Print out all of the data below, keeping it identical to the original.

Records from a data source
◆ ◆ ◆
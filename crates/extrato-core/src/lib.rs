//! Core library for Brazilian bank statement extraction.
//!
//! This crate provides:
//! - PDF text acquisition (first page or all pages)
//! - Per-layout field extraction (CAIXA, "Padrão 2", Banco do Brasil)
//! - pt-BR amount normalization
//! - Consolidation, aggregates and xlsx export
//! - A session cache keyed on file content

pub mod batch;
pub mod cache;
pub mod consolidate;
pub mod error;
pub mod export;
pub mod models;
pub mod pdf;
pub mod statement;

pub use batch::{BatchProcessor, BatchProgress};
pub use cache::{CacheKey, RecordCache, StatementCache};
pub use consolidate::{ConsolidatedTable, TableSummary};
pub use error::{ExportError, ExtratoError, PdfError, Result, UnknownLayout};
pub use export::{to_xlsx, XLSX_MIME};
pub use models::config::ExtratoConfig;
pub use models::statement::{StatementFile, StatementRecord};
pub use pdf::{PdfExtractor, PdfProcessor, TextScope};
pub use statement::{Layout, StatementExtractor};
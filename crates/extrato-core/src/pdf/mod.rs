//! PDF processing module.

mod extractor;

pub use extractor::{PdfContent, PdfExtractor, PdfPage};

use crate::error::PdfError;

/// Result type for PDF operations.
pub type Result<T> = std::result::Result<T, PdfError>;

/// How much of a document a statement layout reads.
#[derive(Debug, Clone, Copy, PartialEq, Eq)]
pub enum TextScope {
    /// Only the first page.
    FirstPage,
    /// Every page, concatenated in order.
    AllPages,
}

/// Trait for PDF processing implementations.
pub trait PdfProcessor {
    /// Load a PDF from bytes.
    fn load(&mut self, data: &[u8]) -> Result<()>;

    /// Get the number of pages in the PDF.
    fn page_count(&self) -> u32;

    /// Extract text from the entire PDF.
    fn extract_text(&self) -> Result<String>;

    /// Extract text from a specific page (1-indexed).
    fn extract_page_text(&self, page: u32) -> Result<String>;

    /// Extract the text a layout needs.
    fn extract_scoped_text(&self, scope: TextScope) -> Result<String> {
        match scope {
            TextScope::FirstPage => self.extract_page_text(1),
            TextScope::AllPages => self.extract_text(),
        }
    }
}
◆ ◆ ◆
■ SOLUTION FOR THIS TASK
filename crates/extrato-core/src/lib.rs
//! Core library for Brazilian bank statement extraction.
//!
//! This crate provides:
//! - PDF text acquisition (first page or all pages)
//! - Per-layout field extraction (CAIXA, "Padrão 2", Banco do Brasil)
//! - pt-BR amount normalization
//! - Consolidation, aggregates and xlsx export
//! - A session cache keyed on file content

pub mod batch;
pub mod cache;
pub mod consolidate;
pub mod error;
pub mod export;
pub mod models;
pub mod pdf;
pub mod statement;

pub use batch::{BatchProcessor, BatchProgress};
pub use cache::{CacheKey, RecordCache, StatementCache};
pub use consolidate::{ConsolidatedTable, TableSummary};
pub use error::{ExportError, ExtratoError, PdfError, Result, UnknownLayout};
pub use export::{to_xlsx, XLSX_MIME};
pub use models::config::ExtratoConfig;
pub use models::statement::{StatementFile, StatementRecord};
pub use pdf::{PdfExtractor, PdfProcessor, TextScope};
pub use statement::{Layout, StatementExtractor};
filename crates/extrato-core/src/pdf/mod.rs
//! PDF processing module.

mod extractor;

pub use extractor::{PdfContent, PdfExtractor, PdfPage};

use crate::error::PdfError;

/// Result type for PDF operations.
pub type Result<T> = std::result::Result<T, PdfError>;

/// How much of a document a statement layout reads.
#[derive(Debug, Clone, Copy, PartialEq, Eq)]
pub enum TextScope {
    /// Only the first page.
    FirstPage,
    /// Every page, concatenated in order.
    AllPages,
}

/// Trait for PDF processing implementations.
pub trait PdfProcessor {
    /// Load a PDF from bytes.
    fn load(&mut self, data: &[u8]) -> Result<()>;

    /// Get the number of pages in the PDF.
    fn page_count(&self) -> u32;

    /// Extract text from the entire PDF.
    fn extract_text(&self) -> Result<String>;

    /// Extract text from a specific page (1-indexed).
    fn extract_page_text(&self, page: u32) -> Result<String>;

    /// Extract the text a layout needs.
    fn extract_scoped_text(&self, scope: TextScope) -> Result<String> {
        match scope {
            TextScope::FirstPage => self.extract_page_text(1),
            TextScope::AllPages => self.extract_text(),
        }
    }
}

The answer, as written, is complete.